DATA: Begin

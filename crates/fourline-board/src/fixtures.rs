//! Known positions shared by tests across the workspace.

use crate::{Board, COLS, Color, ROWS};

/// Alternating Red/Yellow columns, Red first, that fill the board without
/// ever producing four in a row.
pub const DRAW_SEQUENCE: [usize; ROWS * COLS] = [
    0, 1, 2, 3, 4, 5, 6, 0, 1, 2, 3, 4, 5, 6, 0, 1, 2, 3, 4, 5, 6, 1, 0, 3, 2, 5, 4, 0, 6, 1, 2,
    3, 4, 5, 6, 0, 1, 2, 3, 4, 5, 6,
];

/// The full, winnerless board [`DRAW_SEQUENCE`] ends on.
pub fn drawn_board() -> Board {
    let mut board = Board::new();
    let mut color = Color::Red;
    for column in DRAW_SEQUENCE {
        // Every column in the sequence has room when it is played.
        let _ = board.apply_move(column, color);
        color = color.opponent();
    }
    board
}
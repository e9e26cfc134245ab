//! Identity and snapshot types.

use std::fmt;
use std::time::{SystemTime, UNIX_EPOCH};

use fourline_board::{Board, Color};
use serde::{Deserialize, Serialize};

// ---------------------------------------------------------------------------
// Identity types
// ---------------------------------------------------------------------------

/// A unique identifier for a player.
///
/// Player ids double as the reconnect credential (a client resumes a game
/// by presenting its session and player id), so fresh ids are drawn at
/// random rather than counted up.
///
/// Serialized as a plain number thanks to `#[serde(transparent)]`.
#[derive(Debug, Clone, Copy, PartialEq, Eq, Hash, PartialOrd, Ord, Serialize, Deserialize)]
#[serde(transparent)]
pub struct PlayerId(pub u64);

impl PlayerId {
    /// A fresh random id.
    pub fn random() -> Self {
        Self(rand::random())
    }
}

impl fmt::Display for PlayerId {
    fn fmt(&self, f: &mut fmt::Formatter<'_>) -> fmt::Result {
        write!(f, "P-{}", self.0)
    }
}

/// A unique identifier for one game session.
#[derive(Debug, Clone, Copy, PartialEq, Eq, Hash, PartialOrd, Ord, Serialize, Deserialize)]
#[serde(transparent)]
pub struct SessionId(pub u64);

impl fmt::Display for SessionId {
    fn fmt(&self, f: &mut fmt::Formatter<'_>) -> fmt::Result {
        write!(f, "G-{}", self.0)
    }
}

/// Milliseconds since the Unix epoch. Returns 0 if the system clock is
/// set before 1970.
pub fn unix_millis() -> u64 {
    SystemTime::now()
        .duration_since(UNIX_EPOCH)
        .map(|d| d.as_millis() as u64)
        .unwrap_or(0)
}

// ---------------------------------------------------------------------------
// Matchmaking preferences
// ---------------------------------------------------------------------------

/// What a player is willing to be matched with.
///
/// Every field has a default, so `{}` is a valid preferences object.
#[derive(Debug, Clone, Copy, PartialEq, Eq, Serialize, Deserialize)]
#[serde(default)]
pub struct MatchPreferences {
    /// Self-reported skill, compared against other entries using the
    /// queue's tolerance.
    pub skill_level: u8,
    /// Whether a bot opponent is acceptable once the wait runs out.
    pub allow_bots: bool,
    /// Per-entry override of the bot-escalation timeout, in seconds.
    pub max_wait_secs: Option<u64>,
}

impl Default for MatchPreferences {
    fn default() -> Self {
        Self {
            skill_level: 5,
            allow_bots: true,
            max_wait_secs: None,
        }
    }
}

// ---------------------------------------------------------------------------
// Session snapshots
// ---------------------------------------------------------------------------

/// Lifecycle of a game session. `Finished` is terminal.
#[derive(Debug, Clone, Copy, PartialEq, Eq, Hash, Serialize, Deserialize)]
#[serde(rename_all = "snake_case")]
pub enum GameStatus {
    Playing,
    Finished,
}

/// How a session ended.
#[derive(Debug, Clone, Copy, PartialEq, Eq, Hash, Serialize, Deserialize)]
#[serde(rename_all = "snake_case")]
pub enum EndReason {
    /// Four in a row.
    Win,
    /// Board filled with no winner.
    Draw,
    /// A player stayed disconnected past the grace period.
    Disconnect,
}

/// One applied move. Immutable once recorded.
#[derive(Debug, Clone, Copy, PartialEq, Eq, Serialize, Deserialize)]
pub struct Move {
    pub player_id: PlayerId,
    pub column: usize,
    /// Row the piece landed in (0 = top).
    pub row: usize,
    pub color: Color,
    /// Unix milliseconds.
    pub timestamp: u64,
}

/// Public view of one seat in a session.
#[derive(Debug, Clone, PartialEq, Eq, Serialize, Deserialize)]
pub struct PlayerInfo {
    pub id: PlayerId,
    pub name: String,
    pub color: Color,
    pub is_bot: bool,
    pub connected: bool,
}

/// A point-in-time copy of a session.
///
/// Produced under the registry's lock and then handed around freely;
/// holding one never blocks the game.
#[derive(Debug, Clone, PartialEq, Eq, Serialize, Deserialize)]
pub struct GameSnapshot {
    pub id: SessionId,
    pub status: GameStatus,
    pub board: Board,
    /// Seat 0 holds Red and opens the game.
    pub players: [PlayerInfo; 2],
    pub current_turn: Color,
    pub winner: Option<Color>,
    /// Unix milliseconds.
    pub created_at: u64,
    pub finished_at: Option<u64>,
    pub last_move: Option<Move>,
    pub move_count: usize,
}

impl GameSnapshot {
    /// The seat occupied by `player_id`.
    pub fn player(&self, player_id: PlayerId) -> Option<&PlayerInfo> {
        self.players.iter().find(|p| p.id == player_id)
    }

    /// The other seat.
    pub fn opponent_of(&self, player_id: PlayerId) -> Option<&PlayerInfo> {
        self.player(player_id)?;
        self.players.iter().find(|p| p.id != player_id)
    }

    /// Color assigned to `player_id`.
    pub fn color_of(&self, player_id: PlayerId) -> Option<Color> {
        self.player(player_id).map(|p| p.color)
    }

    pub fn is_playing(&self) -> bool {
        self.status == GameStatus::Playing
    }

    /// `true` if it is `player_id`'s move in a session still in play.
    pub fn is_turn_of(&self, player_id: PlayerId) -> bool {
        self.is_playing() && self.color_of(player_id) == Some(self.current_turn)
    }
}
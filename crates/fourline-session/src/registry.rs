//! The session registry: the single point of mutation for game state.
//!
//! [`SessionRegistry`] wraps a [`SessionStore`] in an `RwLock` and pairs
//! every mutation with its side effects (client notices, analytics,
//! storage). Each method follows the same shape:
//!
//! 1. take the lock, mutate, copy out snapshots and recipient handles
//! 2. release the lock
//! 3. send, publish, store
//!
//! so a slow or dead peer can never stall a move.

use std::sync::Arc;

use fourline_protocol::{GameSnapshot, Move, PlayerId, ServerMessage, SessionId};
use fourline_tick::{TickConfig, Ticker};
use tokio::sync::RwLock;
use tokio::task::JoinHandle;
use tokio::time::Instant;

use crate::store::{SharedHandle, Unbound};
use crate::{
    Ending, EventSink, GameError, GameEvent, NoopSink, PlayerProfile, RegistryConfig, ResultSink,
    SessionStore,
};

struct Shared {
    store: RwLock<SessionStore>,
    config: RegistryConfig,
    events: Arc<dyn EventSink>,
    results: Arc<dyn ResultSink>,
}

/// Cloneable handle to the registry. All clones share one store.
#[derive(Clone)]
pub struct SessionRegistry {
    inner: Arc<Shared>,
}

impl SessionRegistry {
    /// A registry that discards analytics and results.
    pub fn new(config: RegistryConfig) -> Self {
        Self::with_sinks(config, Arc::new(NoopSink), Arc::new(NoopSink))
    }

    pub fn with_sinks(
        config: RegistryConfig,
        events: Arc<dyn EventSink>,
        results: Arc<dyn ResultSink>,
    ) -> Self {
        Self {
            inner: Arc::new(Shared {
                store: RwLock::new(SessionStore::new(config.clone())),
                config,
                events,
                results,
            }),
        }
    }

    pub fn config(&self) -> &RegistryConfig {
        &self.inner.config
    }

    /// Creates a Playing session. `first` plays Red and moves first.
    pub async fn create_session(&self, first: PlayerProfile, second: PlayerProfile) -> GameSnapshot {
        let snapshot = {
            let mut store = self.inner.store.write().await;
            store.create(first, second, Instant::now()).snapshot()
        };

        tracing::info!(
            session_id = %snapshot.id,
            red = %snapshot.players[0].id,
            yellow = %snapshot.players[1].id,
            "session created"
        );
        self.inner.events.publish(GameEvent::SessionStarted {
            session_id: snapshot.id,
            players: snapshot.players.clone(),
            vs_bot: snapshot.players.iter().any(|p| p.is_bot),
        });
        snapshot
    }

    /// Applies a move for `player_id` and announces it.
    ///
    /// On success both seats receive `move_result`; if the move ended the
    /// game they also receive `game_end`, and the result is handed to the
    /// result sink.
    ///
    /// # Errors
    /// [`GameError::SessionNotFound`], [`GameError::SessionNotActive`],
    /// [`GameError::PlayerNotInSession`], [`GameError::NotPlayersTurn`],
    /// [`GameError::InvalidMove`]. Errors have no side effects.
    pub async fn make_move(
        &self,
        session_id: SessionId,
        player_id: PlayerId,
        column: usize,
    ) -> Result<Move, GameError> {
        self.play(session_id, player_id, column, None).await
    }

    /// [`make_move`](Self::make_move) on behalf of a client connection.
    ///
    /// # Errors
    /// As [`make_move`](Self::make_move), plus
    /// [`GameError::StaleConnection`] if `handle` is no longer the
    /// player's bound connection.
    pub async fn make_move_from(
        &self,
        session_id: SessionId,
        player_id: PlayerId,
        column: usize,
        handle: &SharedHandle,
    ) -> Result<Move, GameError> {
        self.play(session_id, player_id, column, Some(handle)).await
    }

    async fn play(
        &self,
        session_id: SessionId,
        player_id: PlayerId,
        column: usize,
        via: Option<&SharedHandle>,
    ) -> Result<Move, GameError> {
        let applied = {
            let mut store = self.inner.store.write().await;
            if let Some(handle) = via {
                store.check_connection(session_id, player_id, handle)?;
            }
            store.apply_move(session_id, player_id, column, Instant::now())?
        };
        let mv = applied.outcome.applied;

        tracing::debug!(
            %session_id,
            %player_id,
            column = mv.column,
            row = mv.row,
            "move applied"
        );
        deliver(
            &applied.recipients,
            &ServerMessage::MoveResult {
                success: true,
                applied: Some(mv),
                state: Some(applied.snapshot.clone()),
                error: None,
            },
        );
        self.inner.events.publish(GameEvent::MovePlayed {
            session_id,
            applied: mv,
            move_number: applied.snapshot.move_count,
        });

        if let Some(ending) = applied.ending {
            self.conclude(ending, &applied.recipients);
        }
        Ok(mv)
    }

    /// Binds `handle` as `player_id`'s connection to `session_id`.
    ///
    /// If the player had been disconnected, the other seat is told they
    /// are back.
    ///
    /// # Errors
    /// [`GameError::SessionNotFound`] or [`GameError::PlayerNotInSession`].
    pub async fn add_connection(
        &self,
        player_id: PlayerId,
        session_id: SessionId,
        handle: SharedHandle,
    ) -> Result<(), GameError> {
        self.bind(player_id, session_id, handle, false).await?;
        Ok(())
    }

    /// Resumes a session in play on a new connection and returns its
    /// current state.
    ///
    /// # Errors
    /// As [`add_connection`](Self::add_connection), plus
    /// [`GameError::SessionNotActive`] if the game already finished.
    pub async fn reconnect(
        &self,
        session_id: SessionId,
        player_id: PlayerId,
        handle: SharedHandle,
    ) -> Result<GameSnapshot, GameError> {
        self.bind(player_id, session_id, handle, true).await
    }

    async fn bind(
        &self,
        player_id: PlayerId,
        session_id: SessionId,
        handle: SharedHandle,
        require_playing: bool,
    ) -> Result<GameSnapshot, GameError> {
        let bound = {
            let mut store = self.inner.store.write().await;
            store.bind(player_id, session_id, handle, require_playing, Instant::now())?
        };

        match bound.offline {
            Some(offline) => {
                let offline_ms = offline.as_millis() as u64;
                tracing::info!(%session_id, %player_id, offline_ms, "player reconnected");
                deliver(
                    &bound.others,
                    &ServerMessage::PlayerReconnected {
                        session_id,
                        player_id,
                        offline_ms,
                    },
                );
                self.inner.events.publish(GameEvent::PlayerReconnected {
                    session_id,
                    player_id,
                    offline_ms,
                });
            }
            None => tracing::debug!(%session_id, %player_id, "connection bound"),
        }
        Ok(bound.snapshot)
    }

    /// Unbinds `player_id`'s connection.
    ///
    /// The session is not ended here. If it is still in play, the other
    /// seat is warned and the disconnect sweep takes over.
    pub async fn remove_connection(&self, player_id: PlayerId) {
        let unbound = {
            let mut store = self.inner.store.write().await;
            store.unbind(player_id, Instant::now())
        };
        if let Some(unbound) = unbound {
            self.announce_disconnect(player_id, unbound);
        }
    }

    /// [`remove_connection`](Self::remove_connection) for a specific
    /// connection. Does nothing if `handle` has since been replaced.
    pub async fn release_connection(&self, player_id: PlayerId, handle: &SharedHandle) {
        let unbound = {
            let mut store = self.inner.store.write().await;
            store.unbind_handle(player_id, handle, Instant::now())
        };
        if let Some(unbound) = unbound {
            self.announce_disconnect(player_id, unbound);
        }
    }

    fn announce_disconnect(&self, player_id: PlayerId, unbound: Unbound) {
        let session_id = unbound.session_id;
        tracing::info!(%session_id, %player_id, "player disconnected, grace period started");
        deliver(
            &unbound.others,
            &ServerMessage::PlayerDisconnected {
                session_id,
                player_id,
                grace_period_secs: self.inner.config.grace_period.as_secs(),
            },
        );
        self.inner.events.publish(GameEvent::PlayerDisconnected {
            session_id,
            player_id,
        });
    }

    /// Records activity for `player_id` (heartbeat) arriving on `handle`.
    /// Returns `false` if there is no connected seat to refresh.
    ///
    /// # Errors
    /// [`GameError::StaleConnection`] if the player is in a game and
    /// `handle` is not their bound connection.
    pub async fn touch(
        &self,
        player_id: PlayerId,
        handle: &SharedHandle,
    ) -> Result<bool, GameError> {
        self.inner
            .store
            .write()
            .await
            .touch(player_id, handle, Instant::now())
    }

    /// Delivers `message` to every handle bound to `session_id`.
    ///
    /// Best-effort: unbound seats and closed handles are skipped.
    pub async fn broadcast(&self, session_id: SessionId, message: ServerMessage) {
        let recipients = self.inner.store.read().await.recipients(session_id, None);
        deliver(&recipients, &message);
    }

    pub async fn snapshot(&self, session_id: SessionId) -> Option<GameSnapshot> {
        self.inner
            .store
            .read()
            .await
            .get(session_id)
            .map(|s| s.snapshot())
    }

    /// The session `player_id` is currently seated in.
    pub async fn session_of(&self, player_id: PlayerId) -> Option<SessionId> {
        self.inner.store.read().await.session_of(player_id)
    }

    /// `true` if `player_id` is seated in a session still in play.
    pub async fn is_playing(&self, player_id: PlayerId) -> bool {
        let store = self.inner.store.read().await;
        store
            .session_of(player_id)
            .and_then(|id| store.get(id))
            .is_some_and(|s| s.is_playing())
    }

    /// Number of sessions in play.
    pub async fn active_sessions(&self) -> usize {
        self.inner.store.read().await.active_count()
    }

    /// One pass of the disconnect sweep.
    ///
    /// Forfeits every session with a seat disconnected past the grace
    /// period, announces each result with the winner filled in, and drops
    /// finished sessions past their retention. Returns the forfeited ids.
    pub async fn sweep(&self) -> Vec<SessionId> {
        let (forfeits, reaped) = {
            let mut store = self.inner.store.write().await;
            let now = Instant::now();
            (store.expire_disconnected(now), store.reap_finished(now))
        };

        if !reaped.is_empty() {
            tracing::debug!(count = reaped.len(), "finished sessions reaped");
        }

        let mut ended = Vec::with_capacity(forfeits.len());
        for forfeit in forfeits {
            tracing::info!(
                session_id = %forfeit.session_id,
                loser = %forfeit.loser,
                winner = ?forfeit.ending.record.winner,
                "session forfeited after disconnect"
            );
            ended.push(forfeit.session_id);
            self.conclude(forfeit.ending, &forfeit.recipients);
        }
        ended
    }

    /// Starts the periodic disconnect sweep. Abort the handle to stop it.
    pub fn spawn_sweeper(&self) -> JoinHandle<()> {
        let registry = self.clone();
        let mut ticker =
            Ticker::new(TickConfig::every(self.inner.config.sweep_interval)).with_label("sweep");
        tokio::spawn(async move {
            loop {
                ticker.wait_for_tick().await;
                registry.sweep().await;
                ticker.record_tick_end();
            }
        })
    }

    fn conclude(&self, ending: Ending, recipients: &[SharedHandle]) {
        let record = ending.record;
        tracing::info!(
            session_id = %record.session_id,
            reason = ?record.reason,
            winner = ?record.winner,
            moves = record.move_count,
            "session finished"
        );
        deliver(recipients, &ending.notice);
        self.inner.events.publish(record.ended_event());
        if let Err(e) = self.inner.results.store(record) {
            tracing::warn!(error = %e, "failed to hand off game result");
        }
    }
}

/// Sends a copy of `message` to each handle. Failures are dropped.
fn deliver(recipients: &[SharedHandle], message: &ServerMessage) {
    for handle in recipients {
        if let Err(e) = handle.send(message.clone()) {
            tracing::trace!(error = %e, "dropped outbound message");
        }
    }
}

DATA: End

Your answer should consist of the lines of the listing that contain "forfeited", copied as they stand.

    /// finished sessions past their retention. Returns the forfeited ids.
                "session forfeited after disconnect"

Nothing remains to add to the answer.